Published in 2021, The Boy I Am is the debut novel from K. L. Kettle.

Before I give you my opinion, here’s the blurb on the back:

Jude is running out of time. Once a year, lucky young men in the House of Boys are auctioned to the female elite. But if Jude fails to be selected before he turns seventeen, a future deep underground in the mines awaits.
Yet ever since the death of his best friend at the hands of the all-powerful Chancellor, Jude has been desperate to escape the path set out for him. Finding himself entangled in a plot to assassinate the Chancellor, he finally has a chance to avenge his friend and win his freedom. But at what price?
A speculative YA thriller, tackling themes of traditional gender roles and power dynamics, for fans of Malorie Blackman, Louise O’Neill and THE POWER.

The cover is very reminiscent of The Power by Naomi Alderman, and as the blurb above suggests, The Boy I Am explores similar themes; namely, that in the future, the world is run by a matriarchal system.
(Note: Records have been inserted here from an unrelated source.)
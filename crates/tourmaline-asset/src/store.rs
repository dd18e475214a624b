//! File-backed asset byte store.
//!
//! Thin read/write abstraction over named blobs on the local file system.
//! Writes declare their length up front; a transfer that moves any other
//! number of bytes fails and leaves no readable artifact behind.

use std::fs::File;
use std::io::{self, Read};
use std::path::{Component, Path, PathBuf};

use tempfile::NamedTempFile;

use crate::error::AssetStoreError;

/// Stores assets as files under a root directory.
///
/// Asset names may contain `/` separators, which map to subdirectories
/// under the root. Names that are empty, absolute, or contain `..`
/// components are rejected before touching the file system.
#[derive(Debug, Clone)]
pub struct FileStore {
    dir: PathBuf,
}

impl FileStore {
    /// Creates a store rooted at `dir`.
    pub fn new(dir: impl Into<PathBuf>) -> Self {
        Self { dir: dir.into() }
    }

    /// Opens the named asset for reading.
    ///
    /// # Errors
    ///
    /// [`AssetStoreError::NotFound`] if no asset exists under `name`.
    pub fn open(&self, name: &str) -> Result<File, AssetStoreError> {
        let path = self.resolve(name)?;
        File::open(&path).map_err(|err| {
            if err.kind() == io::ErrorKind::NotFound {
                AssetStoreError::NotFound {
                    name: name.to_string(),
                }
            } else {
                err.into()
            }
        })
    }

    /// Writes the named asset from `src`, requiring exactly `declared_len`
    /// bytes.
    ///
    /// The bytes are streamed to a temporary file in the destination
    /// directory and renamed into place only after the length check
    /// passes, so a short or failed transfer never leaves a readable,
    /// truncated asset under `name`.
    ///
    /// # Errors
    ///
    /// [`AssetStoreError::LengthMismatch`] if the transferred byte count
    /// differs from `declared_len`; the partial artifact is discarded.
    pub fn put(
        &self,
        name: &str,
        src: &mut dyn Read,
        declared_len: u64,
        content_type: &str,
    ) -> Result<(), AssetStoreError> {
        let path = self.resolve(name)?;

        let parent = path.parent().unwrap_or(&self.dir);
        std::fs::create_dir_all(parent)?;

        // The temp file is removed on drop unless persisted, so every
        // early return below discards the partial write.
        let mut staged = NamedTempFile::new_in(parent)?;
        let written = io::copy(src, &mut staged)?;

        if written != declared_len {
            return Err(AssetStoreError::LengthMismatch {
                expected: declared_len,
                actual: written,
            });
        }

        staged.persist(&path).map_err(|err| err.error)?;
        tracing::debug!(asset = name, bytes = written, content_type, "stored asset");
        Ok(())
    }

    /// Resolves an asset name to a path under the store root.
    fn resolve(&self, name: &str) -> Result<PathBuf, AssetStoreError> {
        let relative = Path::new(name);
        let traversal = relative
            .components()
            .any(|c| !matches!(c, Component::Normal(_)));
        if name.is_empty() || traversal {
            return Err(AssetStoreError::InvalidName {
                name: name.to_string(),
            });
        }
        Ok(self.dir.join(relative))
    }
}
In this novel, there has been some kind of catastrophic disaster that has left most of the world suffocated by toxic fumes and decimated the environment into desert. As a result, the surviving population lives in a huge tower, run by a matriarchal society in which boys and men are treated as an inferior sub-species, who aren’t even allowed to look at women.

As a thriller this works really well, with plenty of twists and turns; we follow Jude as he tries to uncover the secrets behind the matriarchal system, which he hopes to escape from, and is never quite sure who is on his side.

This cinematic book trailer effectively conveys the mood and tone of the book:

Although set in the future, the issues explored here echo themes in our own world: oppression, control, tradition, humiliation, gender bias, elitism, heredity wealth, dictatorship, democracy, literacy, freedom and self-worth.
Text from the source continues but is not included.